Reputation: 23670
Where quotes withing JSON strings are not escaped but nested in triple-quotes e.g.
j0 = '[
{
"A" : "no quoted bits"
},
{
"A" : """this contains: "quoted" bits""",
"B" : "no quoted bits"
},
{
"A" : "no quoted bits",
"B" : """this contains: "quoted" and "more quoted" bits"""
}
]'
reading into R will error e.g.
jsonlite::fromJSON(j0)
#> Error: parse error: after key and value, inside map, I expect ',' or '}'
#> bits" }, { "A" : """this contains: "quoted" bits"""
#> (right here) ------^
I've cobbled together a hacky workaround
escape_triple_quoted = function(j){
j_split = strsplit(j, '"{3}')[[1]]
f = seq_along(j_split) %% 2 == 0 # filter
j_split[f] = gsub('"', '\\\\"', j_split[f])

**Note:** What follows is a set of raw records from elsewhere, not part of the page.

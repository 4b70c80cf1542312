//! # Deduplicating Loader
//!
//! Full loads that merge rows colliding under a normalized identity
//! ("Radiohead" and "radiohead" inserted under different ids).
//!
//! ## One Pass
//! ```text
//! ┌─────────────────────────────────────────────────────────────────────────┐
//! │                       Deduplicating Load                                │
//! │                                                                         │
//! │  store.select_all()                                                     │
//! │       │                                                                 │
//! │       ▼                                                                 │
//! │  group by identity_key        "radiohead" → [a7, a3]                    │
//! │       │                       "portishead" → [a5]                       │
//! │       ▼                                                                 │
//! │  primary = smallest id        a3 keeps, a7 merges into it               │
//! │       │                                                                 │
//! │       ▼                                                                 │
//! │  ONE TRANSACTION: merge_into(a7 → a3) for every duplicate               │
//! │       │           (reassign children, delete duplicate row)             │
//! │       ▼                                                                 │
//! │  re-read, cache.replace_all(survivors)                                  │
//! └─────────────────────────────────────────────────────────────────────────┘
//! ```
//!
//! Every pass rescans the whole set; collisions can only be found that way.
//! A pass with no collisions writes nothing. The pass assumes nobody else
//! writes the same tables while it runs.

use async_trait::async_trait;
use serde::Serialize;
use sqlx::SqliteConnection;
use std::collections::BTreeMap;
use std::sync::Arc;
use tracing::{debug, info};

use melodia_core::validation::{album_identity_key, normalize_key};
use melodia_core::{Album, Artist, Entity};

use crate::backend::SqliteBackend;
use crate::cache::EntityCache;
use crate::error::DbResult;
use crate::repository::album::AlbumRepository;
use crate::repository::artist::ArtistRepository;
use crate::store::Store;
use crate::transaction::{Decision, TransactionRunner};

/// A store whose rows can be merged into one another.
#[async_trait]
pub trait MergeStore<T: Entity>: Store<T> {
    /// Normalized identity; rows with equal keys are the same real-world thing.
    /// `None` means the row never merges.
    fn identity_key(&self, entity: &T) -> Option<String>;

    /// Moves everything that references `duplicate_id` to `primary_id`, then
    /// deletes the duplicate row.
    ///
    /// ## Returns
    /// Number of dependent rows reassigned.
    async fn merge_into(
        &self,
        conn: &mut SqliteConnection,
        duplicate_id: &str,
        primary_id: &str,
    ) -> DbResult<u64>;
}

/// Outcome of one deduplicating pass.
#[derive(Debug, Clone, Copy, Default, PartialEq, Eq, Serialize)]
pub struct DedupReport {
    /// Identity keys that had more than one row.
    pub groups: usize,
    /// Duplicate rows merged away.
    pub merged: usize,
    /// Dependent rows pointed at a primary.
    pub rows_reassigned: u64,
}

impl DedupReport {
    pub fn is_noop(&self) -> bool {
        self.merged == 0
    }
}

/// Loads an [`EntityCache`] through a merge pass.
pub struct DeduplicatingLoader<T: Entity, S: MergeStore<T>> {
    cache: Arc<EntityCache<T, S>>,
    runner: TransactionRunner<SqliteBackend>,
}

impl<T: Entity, S: MergeStore<T>> DeduplicatingLoader<T, S> {
    pub fn new(cache: Arc<EntityCache<T, S>>, runner: TransactionRunner<SqliteBackend>) -> Self {
        DeduplicatingLoader { cache, runner }
    }

    pub fn cache(&self) -> &Arc<EntityCache<T, S>> {
        &self.cache
    }

    /// Returns every surviving entity, ordered by id, after merging duplicates.
    ///
    /// Always rebuilds the cache from the merged set.
    pub async fn get_all(&self) -> DbResult<Vec<T>> {
        let (survivors, _) = self.load().await?;
        Ok(survivors)
    }

    /// Runs a pass and reports what it merged.
    pub async fn deduplicate(&self) -> DbResult<DedupReport> {
        let (_, report) = self.load().await?;
        Ok(report)
    }

    /// Runs a pass and returns both the survivors and the report.
    ///
    /// Only this loader's cache is rebuilt. Callers holding caches of related
    /// types must drop them when the report is not a no-op.
    pub async fn load(&self) -> DbResult<(Vec<T>, DedupReport)> {
        let store = Arc::clone(self.cache.store());
        let rows = store.select_all().await?;

        let mut groups: BTreeMap<String, Vec<&T>> = BTreeMap::new();
        for row in &rows {
            if let Some(key) = store.identity_key(row) {
                groups.entry(key).or_default().push(row);
            }
        }

        let mut report = DedupReport::default();
        let mut plan: Vec<(String, String)> = Vec::new();

        for (key, mut members) in groups {
            if members.len() < 2 {
                continue;
            }
            members.sort_by(|a, b| a.id().cmp(b.id()));
            let primary = members[0].id();

            debug!(kind = T::KIND, key = %key, primary, size = members.len(), "Duplicate group");
            report.groups += 1;
            for duplicate in &members[1..] {
                plan.push((duplicate.id().to_string(), primary.to_string()));
            }
        }

        if plan.is_empty() {
            self.cache.replace_all(rows.clone()).await;
            return Ok((rows, report));
        }

        report.merged = plan.len();
        let merge_store = Arc::clone(&store);
        let decision = self
            .runner
            .run(move |session| {
                Box::pin(async move {
                    let mut reassigned = 0;
                    for (duplicate, primary) in &plan {
                        reassigned += merge_store
                            .merge_into(session.connection(), duplicate, primary)
                            .await?;
                    }
                    Ok(Decision::Commit(reassigned))
                })
            })
            .await?;
        report.rows_reassigned = decision.into_inner();

        info!(
            kind = T::KIND,
            groups = report.groups,
            merged = report.merged,
            rows_reassigned = report.rows_reassigned,
            "Merged duplicate rows"
        );

        // Child lists changed; read the merged state back.
        let survivors = store.select_all().await?;
        self.cache.replace_all(survivors.clone()).await;

        Ok((survivors, report))
    }
}

// =============================================================================
// Merge Rules
// =============================================================================

/// Artists collide on case- and whitespace-insensitive name.
#[async_trait]
impl MergeStore<Artist> for ArtistRepository {
    fn identity_key(&self, artist: &Artist) -> Option<String> {
        Some(normalize_key(&artist.name))
    }

    async fn merge_into(
        &self,
        conn: &mut SqliteConnection,
        duplicate_id: &str,
        primary_id: &str,
    ) -> DbResult<u64> {
        let moved = ArtistRepository::reassign_children(conn, duplicate_id, primary_id).await?;
        ArtistRepository::delete_on(conn, duplicate_id).await?;
        Ok(moved)
    }
}

/// Albums collide on artist plus normalized title. Artist-less albums never do.
#[async_trait]
impl MergeStore<Album> for AlbumRepository {
    fn identity_key(&self, album: &Album) -> Option<String> {
        album_identity_key(album.artist_id.as_deref(), &album.title)
    }

    async fn merge_into(
        &self,
        conn: &mut SqliteConnection,
        duplicate_id: &str,
        primary_id: &str,
    ) -> DbResult<u64> {
        let moved = AlbumRepository::reassign_songs(conn, duplicate_id, primary_id).await?;
        AlbumRepository::delete_on(conn, duplicate_id).await?;
        Ok(moved)
    }
}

paste(j_split, collapse = '"')
}
escape_triple_quoted(j0) |> jsonlite::fromJSON()
#> A B
#> 1 no quoted bits <NA>
#> 2 this contains: "quoted" bits no quoted bits
#> 3 no quoted bits this contains: "quoted" and "more quoted" bits
# function for parsing strings where quotes are not escaped but nested inside triple-quotes
but it doesn't feel like best practice. Is there a better approach?
Upvotes: 0
Views: 275
Reputation: 269852
Here is a one-liner for escape_triple_quotes
using gsubfn
. The gsubfn
function is like gsub
except the second argument may be a function which inputs the capture groups of the match and outputs the replacement of the match. It may be expressed in formula notation as we do here.
library(gsubfn)
library(jsonlite)
escape_triple_quoted2 <- function(s) {
gsubfn('"""(.*?)"""', ~ sprintf('"%s"', gsub('"', '\\\\"', x)), s)
}
j0 |>
escape_triple_quoted2() |>
fromJSON()
giving
A B
1 no quoted bits <NA>
2 this contains: "quoted" bits no quoted bits
3 no quoted bits this contains: "quoted" and "more quoted" bits
Upvotes: 1